Doses of Vitamin K1 in excess of 5mg can cause resistance to further anticoagulant therapy for several days. If an anticoagulant is required, heparin may be used temporarily, although oral anticoagulant therapy should be resumed at the same time and heparin withdrawn once the therapeutic range has been reached.
In the case of life-threatening haemorrhage, intravenous transfusions of fresh frozen plasma or whole blood, complex concentrate or recombinant factor VIIa supplemented with vitamin K1 can abolish the effects of acenocoumarol.
Patients undergoing radiation therapy are particularly susceptible to anticoagulants. In these cases, it is generally an indication of lower doses, in both original and prophylactic treatment.
Caution should be exercised in patients with known or suspected (e.g. abnormal bleeding after injury) protein C or protein S deficiency.
Disorders affecting gastro-intestinal absorption may alter the anticoagulant activity of acenocoumarol.
Acenocoumarol, like other coumarin derivatives, may be associated with congenital malformations of the embryo, therefore acenocoumarol is contra-indicated for use in pregnancy. Women of child-bearing potential should take contraceptive measures during treatment with acenocoumarol.
Acenocoumarol passes into the breast milk of lactating mothers, but in quantities so small that no undesirable effects on the infant are to be expected. However, as a precaution, the infant should be given 1mg vitamin K1 per week as a prophylactic measure.
The decision to breast-feed should be carefully considered and may include coagulation tests and vitamin K status evaluation in infants before advising women to breast-feed. Women who are breast-feeding and treated with acenocoumarol should be carefully monitored to ensure that recommended PT/INR values are not exceeded.
There are no data available on the use of acenocoumarol and its effect on fertility in humans.
Acenocoumarol has no influence on the ability to drive and use machines.
Undesirable effects are ranked under headings of frequency, the most frequent first, using the following convention: Very common (≥1/10); common (≥1/100, <1/10); uncommon (≥1/1000, <1/100); rare (≥1/10,000, <1/1000); very rare (<1/10,000), including isolated reports.
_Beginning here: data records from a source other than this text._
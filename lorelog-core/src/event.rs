// Copyright 2025 Lorelog (https://github.com/lorelog)
//
// This program is free software: you can redistribute it and/or modify
// it under the terms of the GNU Affero General Public License as published by
// the Free Software Foundation, either version 3 of the License, or
// (at your option) any later version.
//
// This program is distributed in the hope that it will be useful,
// but WITHOUT ANY WARRANTY; without even the implied warranty of
// MERCHANTABILITY or FITNESS FOR A PARTICULAR PURPOSE. See the
// GNU Affero General Public License for more details.
//
// You should have received a copy of the GNU Affero General Public License
// along with this program. If not, see <https://www.gnu.org/licenses/>.

//! Classified journal events
//!
//! The immutable output of the classifier. A [`ClassifiedEvent`] is created
//! once, appended once to the event buffer, and never mutated afterward.

use crate::category::EventCategory;
use chrono::{DateTime, Utc};
use serde::{Deserialize, Serialize};
use serde_json::{Map, Value};

/// A decoded record after classification.
#[derive(Debug, Clone, PartialEq, Serialize, Deserialize)]
pub struct ClassifiedEvent {
    /// Content fingerprint of (timestamp, tag, raw fields).
    ///
    /// Stable across process restarts, so a backfill replay produces the
    /// same ids as the original live ingestion. The projector uses this to
    /// recognize duplicate delivery.
    pub id: u64,
    /// Record timestamp (UTC).
    pub timestamp: DateTime<Utc>,
    /// Type tag exactly as written in the journal, preserved even when the
    /// taxonomy does not know it.
    pub event_type: String,
    /// Category from the closed taxonomy.
    pub category: EventCategory,
    /// Short human-readable description of the event.
    pub summary: String,
    /// Per-type subset of the record's fields relevant to consumers.
    pub key_fields: Map<String, Value>,
    /// Whether the record satisfied its type's validation rules.
    pub valid: bool,
    /// Reasons the event was marked invalid; empty when `valid`.
    pub validation_errors: Vec<String>,
}

impl ClassifiedEvent {
    /// Compute the content fingerprint for a record.
    ///
    /// Hashes the normalized timestamp, the tag, and the serialized field
    /// map. Two journal lines with identical content (a duplicate flush)
    /// fingerprint identically; any field difference diverges.
    pub fn fingerprint(
        timestamp: DateTime<Utc>,
        event_type: &str,
        fields: &Map<String, Value>,
    ) -> u64 {
        let mut buf = Vec::with_capacity(64);
        buf.extend_from_slice(&timestamp.timestamp_micros().to_le_bytes());
        buf.push(0);
        buf.extend_from_slice(event_type.as_bytes());
        buf.push(0);
        // Map serialization is deterministic with preserve_order, and a
        // journal line always presents its fields in written order.
        if let Ok(body) = serde_json::to_vec(fields) {
            buf.extend_from_slice(&body);
        }
        seahash::hash(&buf)
    }

    /// Whether this event fell outside the closed taxonomy.
    pub fn is_unclassified(&self) -> bool {
        self.category == EventCategory::Unclassified
    }
}

#[cfg(test)]
mod tests {
    use super::*;
    use chrono::TimeZone;

    fn fields(pairs: &[(&str, Value)]) -> Map<String, Value> {
        pairs
            .iter()
            .map(|(k, v)| (k.to_string(), v.clone()))
            .collect()
    }

    #[test]
    fn test_fingerprint_is_stable_for_identical_content() {
        let ts = Utc.with_ymd_and_hms(2026, 8, 1, 10, 0, 0).unwrap();
        let f = fields(&[("system", Value::from("Vega"))]);
        let a = ClassifiedEvent::fingerprint(ts, "jump", &f);
        let b = ClassifiedEvent::fingerprint(ts, "jump", &f);
        assert_eq!(a, b);
    }

    #[test]
    fn test_fingerprint_diverges_on_any_difference() {
        let ts = Utc.with_ymd_and_hms(2026, 8, 1, 10, 0, 0).unwrap();
        let f = fields(&[("system", Value::from("Vega"))]);
        let base = ClassifiedEvent::fingerprint(ts, "jump", &f);
        assert_ne!(
            base,
            ClassifiedEvent::fingerprint(ts, "dock", &f),
            "tag must participate"
        );
        assert_ne!(
            base,
            ClassifiedEvent::fingerprint(ts, "jump", &fields(&[("system", Value::from("Sol"))])),
            "fields must participate"
        );
        let later = ts + chrono::Duration::seconds(1);
        assert_ne!(
            base,
            ClassifiedEvent::fingerprint(later, "jump", &f),
            "timestamp must participate"
        );
    }
}
// Copyright 2025 Lorelog (https://github.com/lorelog)
//
// This program is free software: you can redistribute it and/or modify
// it under the terms of the GNU Affero General Public License as published by
// the Free Software Foundation, either version 3 of the License, or
// (at your option) any later version.
//
// This program is distributed in the hope that it will be useful,
// but WITHOUT ANY WARRANTY; without even the implied warranty of
// MERCHANTABILITY or FITNESS FOR A PARTICULAR PURPOSE. See the
// GNU Affero General Public License for more details.
//
// You should have received a copy of the GNU Affero General Public License
// along with this program. If not, see <https://www.gnu.org/licenses/>.

//! Lorelog Core
//!
//! Data model and stateless pipeline stages for the journal ingestion
//! subsystem: raw/decoded records, the decode step, the closed category
//! taxonomy, the classifier, configuration, and error types.

pub mod category;
pub mod classify;
pub mod config;
pub mod error;
pub mod event;
pub mod record;

pub use category::{category_for_tag, EventCategory};
pub use classify::classify;
pub use config::{
    WatchConfig, DEFAULT_BACKFILL_WINDOW_HOURS, DEFAULT_BUFFER_CAPACITY, DEFAULT_POLL_INTERVAL_MS,
};
pub use error::{LorelogError, QueryError, Result};
pub use event::ClassifiedEvent;
pub use record::{decode_line, DecodeFailure, DecodedRecord, RawRecord};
Haemorrhage, in various organs, is the most common side-effect associated with acenocoumarol; its occurrence is related to the dosage of the drug, the patient’s age and the nature of the underlying disease (but not the duration of treatment). Fatalities have been reported. Possible sites of haemorrhage include the gastro-intestinal tract, brain, urogenital tract, uterus, liver, gall bladder and the eye. If haemorrhage occurs in a patient with a thromboplastin time within the therapeutic range, diagnosis of their condition must be clarified.
Rare: Hypersensitivity (e.g. urticaria, rash, dermatitis and fever)
Common: Haemorrhage
Very rare: Vasculitis
Rare: Decreased appetite, nausea, vomiting
Very rare: Liver injury
Rare: Alopecia
Very rare: Skin necrosis (haemorrhagic)*
* Usually associated with congenital deficiency of protein C or its cofactor protein S.